[[ Source information open ]]

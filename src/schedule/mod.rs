// Copyright 2020 Xavier Gillard
//
// Permission is hereby granted, free of charge, to any person obtaining a copy of
// this software and associated documentation files (the "Software"), to deal in
// the Software without restriction, including without limitation the rights to
// use, copy, modify, merge, publish, distribute, sublicense, and/or sell copies of
// the Software, and to permit persons to whom the Software is furnished to do so,
// subject to the following conditions:
//
// The above copyright notice and this permission notice shall be included in all
// copies or substantial portions of the Software.
//
// THE SOFTWARE IS PROVIDED "AS IS", WITHOUT WARRANTY OF ANY KIND, EXPRESS OR
// IMPLIED, INCLUDING BUT NOT LIMITED TO THE WARRANTIES OF MERCHANTABILITY, FITNESS
// FOR A PARTICULAR PURPOSE AND NONINFRINGEMENT. IN NO EVENT SHALL THE AUTHORS OR
// COPYRIGHT HOLDERS BE LIABLE FOR ANY CLAIM, DAMAGES OR OTHER LIABILITY, WHETHER
// IN AN ACTION OF CONTRACT, TORT OR OTHERWISE, ARISING FROM, OUT OF OR IN
// CONNECTION WITH THE SOFTWARE OR THE USE OR OTHER DEALINGS IN THE SOFTWARE.

//! Restart schedules (spec §4.1): stateful, generally-infinite generators of
//! positive run lengths. A schedule is consumed by exactly one engine;
//! `split()` produces the independent per-worker copies the parallel
//! multistarter hands out.

mod constant;
mod luby;
mod val;

pub use constant::Constant;
pub use luby::Luby;
pub use val::{parallel_val, VariableAnnealingLength};

/// The largest run length a [`VariableAnnealingLength`] schedule can emit;
/// `i32::MAX`, matching the source's 32-bit saturation behaviour.
pub const MAX_RUN_LENGTH: u32 = i32::MAX as u32;

/// A stateful generator of positive run lengths.
///
/// Implementations must uphold three invariants (spec §4.1):
/// - `next()` never returns `0`;
/// - `reset()` returns the generator to its construction state;
/// - `split()` returns an instance that would produce the same sequence from
///   a fresh state, but shares no mutable state with `self`.
///
/// `reset()`-ing a schedule that a worker thread is concurrently consuming
/// is a precondition violation (spec §9, open question 3): this trait does
/// not guard against it, and no engine in this crate ever calls `reset()` on
/// a schedule it has handed off to a worker.
pub trait RestartSchedule: Send {
    /// Returns the next run length. Always `>= 1`.
    fn next(&mut self) -> u32;

    /// Resets the generator back to its construction state.
    fn reset(&mut self);

    /// Returns an independent copy that would produce the same sequence as
    /// `self` from a fresh state, sharing no mutable state with `self`.
    fn split(&self) -> Box<dyn RestartSchedule>;
}
// Copyright 2020 Xavier Gillard
//
// Permission is hereby granted, free of charge, to any person obtaining a copy of
// this software and associated documentation files (the "Software"), to deal in
// the Software without restriction, including without limitation the rights to
// use, copy, modify, merge, publish, distribute, sublicense, and/or sell copies of
// the Software, and to permit persons to whom the Software is furnished to do so,
// subject to the following conditions:
//
// The above copyright notice and this permission notice shall be included in all
// copies or substantial portions of the Software.
//
// THE SOFTWARE IS PROVIDED "AS IS", WITHOUT WARRANTY OF ANY KIND, EXPRESS OR
// IMPLIED, INCLUDING BUT NOT LIMITED TO THE WARRANTIES OF MERCHANTABILITY, FITNESS
// FOR A PARTICULAR PURPOSE AND NONINFRINGEMENT. IN NO EVENT SHALL THE AUTHORS OR
// COPYRIGHT HOLDERS BE LIABLE FOR ANY CLAIM, DAMAGES OR OTHER LIABILITY, WHETHER
// IN AN ACTION OF CONTRACT, TORT OR OTHERWISE, ARISING FROM, OUT OF OR IN
// CONNECTION WITH THE SOFTWARE OR THE USE OR OTHER DEALINGS IN THE SOFTWARE.

//! The multistart engines: a single-threaded sequencer (C4), a one-shot
//! worker pool (C5), a parallel fan-out built on top of it (C6), and a
//! timed variant that samples the shared progress tracker on a wall-clock
//! cadence (C7).

pub mod pool;
pub mod sequential;
pub mod parallel;
pub mod timed;

pub use pool::WorkerPool;
pub use sequential::SequentialMultistarter;
pub use parallel::ParallelMultistarter;
pub use timed::TimedParallelMultistarter;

[[ Source information closed ]]

Exercise instructions:
Look through the records above and please copy every line in which the string "VariableAnnealingLength" occurs.

Result of the exercise:
pub use val::{parallel_val, VariableAnnealingLength};
/// The largest run length a [`VariableAnnealingLength`] schedule can emit;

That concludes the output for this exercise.